Revenu à la fête avec la dernière vague de films de zombies et en ce moment avec La Route de John Hillcoat (nous montrant une civilisation occidentale en décrépitude en raison d'un changement profond qui provoque la chute de celle-ci) le genre post-apocalyptique a connu ses heures de gloire dans les années soixante dix, alors une période de contestation en contrepoint cynique du flower power des années soixante...
Revenant souvent à une barbarie crue, où l'homme est un loup pour l'homme pour sa propre survie, après une attaque nucléaire, (A man and his dog, Mad Max) une guerre sans nom (L'Armée des douzes singes) ou un autre phénomène naturel ou épidémiologique souvent inexpliqué (La nuit des morts-vivants, 28 jours plus tard), le film "post-apo" nous tend le miroir vers nous mêmes, sur une société malade. L'exemple le plus politique (et sans doute le plus réussi) est incontestablement la trilogie de George A. Romero (Night of the Living Dead, Zombi, Day of the Dead), dont l'opus central, Zombi, tourne autour d'un groupe de survivants bataillant dans un centre commercial (moins politique, le remake tout récent de Zach Snyder en reste néanmoins un époustouflant commentaire social sur les travers de notre société de consommation).
Night Of The Living Dead de George A. Romero
Le genre prend forme avec la guerre froide, en utilisant des romans d'anticipation pour base, Richard Matheson en tête dans son terrifiant "I AM LEGEND", moultes fois pillé et adapté, sur un scientifique seul au monde faisant face à une armée de vampires chaque nuit, du "Dernier Homme sur la Terre" avec Vincent Price, production americano-italienne fauchée mais au suspense redoutable, au "Omega Man" avec Charlton Heston, relecture plus centré sur l'action et la romance, (scoop : le dernier homme sur terre n'est en fait pas tout seul). Plus récemment, l'adaption avec Will Smith souffrait d'une narration pauvre et d'effets spéciaux de seconde zone.

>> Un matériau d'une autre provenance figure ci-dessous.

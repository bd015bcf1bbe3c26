use contracts_proto::{Contract, Pki};
use contracts_ui::theme::styles;
use contracts_ui::views::contract_table;
use contracts_ui::widgets::{FormInput, FormTextarea, back_link, error_banner, header, participant_card};
use contracts_ui::{AppRoute, ElementIds, RouteName, url_for};
use maud::{DOCTYPE, Markup, PreEscaped, html};

const BRAND_SUFFIX: &str = "WirePact Contract Repository";

/// Submit button name that asks for one more PKI slot.
pub const ADD_PKI_FIELD: &str = "add_pki";

#[derive(Debug, Clone)]
pub enum WebBody {
    ContractList {
        contracts: Vec<Contract>,
    },
    ContractDetail {
        contract: Contract,
    },
    NewContract {
        pkis: Vec<Pki>,
        status: Option<String>,
    },
    Error {
        heading: String,
        message: String,
    },
}

#[derive(Debug, Clone)]
pub struct WebPage {
    pub title: String,
    pub route: AppRoute,
    pub body: WebBody,
}

pub fn render_page(page: &WebPage) -> String {
    let markup = html! {
        (DOCTYPE)
        html lang="en" {
            head {
                meta charset="utf-8";
                meta name="viewport" content="width=device-width, initial-scale=1";
                title { (page.title) " | " (BRAND_SUFFIX) }
                style { (PreEscaped(styles())) }
            }
            body {
                div id="root-app" class="cr-app" {
                    (header(&page.route))
                    main class="cr-main" id="cr-main-shell" {
                        (render_body(&page.body))
                    }
                }
            }
        }
    };

    markup.into_string()
}

fn render_body(body: &WebBody) -> Markup {
    match body {
        WebBody::ContractList { contracts } => list_body(contracts),
        WebBody::ContractDetail { contract } => detail_body(contract),
        WebBody::NewContract { pkis, status } => new_contract_body(pkis, status.as_deref()),
        WebBody::Error { heading, message } => html! {
            section class="cr-view cr-error" {
                (back_link(None))
                h1 { (heading) }
                (error_banner(Some(message)))
            }
        },
    }
}

fn list_body(contracts: &[Contract]) -> Markup {
    let new_url = url_for(RouteName::New, None).unwrap_or_default();
    html! {
        section class="cr-view cr-list" {
            div class="cr-view-header" {
                h1 { "Contracts" }
                a class="cr-btn primary" href=(new_url) { "New Contract" }
            }
            (contract_table(contracts))
        }
    }
}

fn detail_body(contract: &Contract) -> Markup {
    let detail_url = url_for(RouteName::Detail, Some(&contract.id)).unwrap_or_default();
    let delete_url = format!("{detail_url}/delete");
    html! {
        section class="cr-view cr-detail" {
            (back_link(None))
            div class="cr-view-header" {
                h1 { "Contract " code { (contract.id) } }
            }
            div class="cr-participants" {
                @for participant in &contract.participants {
                    (participant_card(participant))
                }
            }
            // Without scripts the confirmation step is a disclosure around the form.
            details class="cr-card cr-delete" {
                summary class="cr-btn danger" { "Delete" }
                p class="cr-modal-message" {
                    "Do you really want to delete the contract \"" (contract.id) "\"?"
                }
                form method="post" action=(delete_url) class="cr-modal-actions" {
                    button type="submit" class="cr-btn danger" { "Delete" }
                }
            }
        }
    }
}

fn new_contract_body(pkis: &[Pki], status: Option<&str>) -> Markup {
    let ids = ElementIds::new();
    let action = url_for(RouteName::New, None).unwrap_or_default();
    html! {
        section class="cr-view cr-create" {
            (back_link(None))
            div class="cr-view-header" {
                h1 { "New Contract" }
            }
            (error_banner(status))
            form method="post" action=(action) class="cr-create-form" {
                div class="cr-participant-forms" {
                    @for (index, pki) in pkis.iter().enumerate() {
                        @let name_input = FormInput::new(&ids, "PKI Name").with_placeholder("Cluster A");
                        @let certificate_input = FormTextarea::new(&ids, "Public Certificate")
                            .with_placeholder("--- BEGIN Certificate --- ...");
                        fieldset class="cr-card cr-participant-form" data-index=(index) {
                            (name_input.render(&format!("pkis[{index}].name"), &pki.name))
                            (certificate_input.render(
                                &format!("pkis[{index}].public_certificate"),
                                &pki.public_certificate
                            ))
                        }
                    }
                }
                // Save comes first so pressing enter in a field submits.
                div class="cr-form-actions" {
                    button type="submit" class="cr-btn primary" { "Save" }
                    button type="submit" class="cr-btn subtle" name=(ADD_PKI_FIELD) value="1" {
                        "Add PKI manually"
                    }
                }
            }
        }
    }
}

#[cfg(test)]
mod tests {
    use contracts_proto::{Contract, Participant, Pki};
    use contracts_ui::AppRoute;

    use super::{WebBody, WebPage, render_page};

    fn contract(id: &str) -> Contract {
        Contract {
            id: id.to_string(),
            participants: vec![Participant {
                name: "Cluster A".to_string(),
                public_key: b"-----BEGIN CERTIFICATE-----".to_vec(),
                hash: "abc123".to_string(),
            }],
        }
    }

    #[test]
    fn list_page_renders_shell_and_rows() {
        let page = WebPage {
            title: "Contracts".to_string(),
            route: AppRoute::Home,
            body: WebBody::ContractList {
                contracts: vec![contract("c1"), contract("c2")],
            },
        };

        let html = render_page(&page);
        assert!(html.starts_with("<!DOCTYPE html>"));
        assert!(html.contains("<title>Contracts | WirePact Contract Repository</title>"));
        assert!(html.contains("id=\"root-app\""));
        assert!(html.contains("href=\"/detail/c1\""));
        assert!(html.contains("cr-row odd"));
    }

    #[test]
    fn detail_page_posts_delete_for_the_contract() {
        let page = WebPage {
            title: "Contract".to_string(),
            route: AppRoute::detail("c1"),
            body: WebBody::ContractDetail {
                contract: contract("c1"),
            },
        };

        let html = render_page(&page);
        assert!(html.contains("action=\"/detail/c1/delete\""));
        assert!(html.contains("Do you really want to delete the contract"));
        assert!(html.contains("Certificate Digest (SHA-256 Hash)"));
    }

    #[test]
    fn new_contract_form_uses_indexed_field_names() {
        let page = WebPage {
            title: "New Contract".to_string(),
            route: AppRoute::New,
            body: WebBody::NewContract {
                pkis: vec![
                    Pki {
                        name: "Cluster A".to_string(),
                        public_certificate: "pem".to_string(),
                    },
                    Pki::default(),
                ],
                status: Some("a contract needs at least 2 participants, got 1".to_string()),
            },
        };

        let html = render_page(&page);
        assert!(html.contains("name=\"pkis[0].name\""));
        assert!(html.contains("name=\"pkis[1].public_certificate\""));
        assert!(html.contains("value=\"Cluster A\""));
        assert!(html.contains("name=\"add_pki\""));
        assert!(html.contains("action=\"/new\""));
        assert!(html.contains("cr-notice error"));
    }
}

Le propos s'est considérablement modifié depuis quelques années dans ce genre de film, laissant la place à un message plus écologique que véritablement politique (Phénomènes, de M. Night Shyamalan, en tête, où la flore se rebelle en poussant au suicide la population par l'absorption de phéromones). Mad Max, et surtout sa suite The Road Warrior avec son incroyable prologue sur la fin de notre monde suite à la guerre nucléaire, est sans doute le précurseur du post-apo écolo, même si sa violence sauvage en fait encore aujourd'hui un film d'exploitation pour le grand public, qui n'a pas su y déceler d'autres caractéristiques (son approche du sacrifice, de la vengeance et de la place dans la société en fait presque un film d'avant-garde pour son époque). Ce sous-genre sera exploité jusqu'à la moëlle par un cinéma italien en manque d'argent et désireux de surfer sur des films anglo-saxons qui cartonnent au box-office, mais avec parfois, au delà de l'aspect mercantile, quelques perles noires issues de cette manne à fric presque aussi rutilantes que les originaux : dans le film de genre post-apocalyptique, citons surtout l'étonnant 2019 après la chute de New-York, de Sergio Martino, qui emprunte autant à Mad Max qu'à Rollerball ou au fantastique post-apo de prison de John Carpenter, New York 1997...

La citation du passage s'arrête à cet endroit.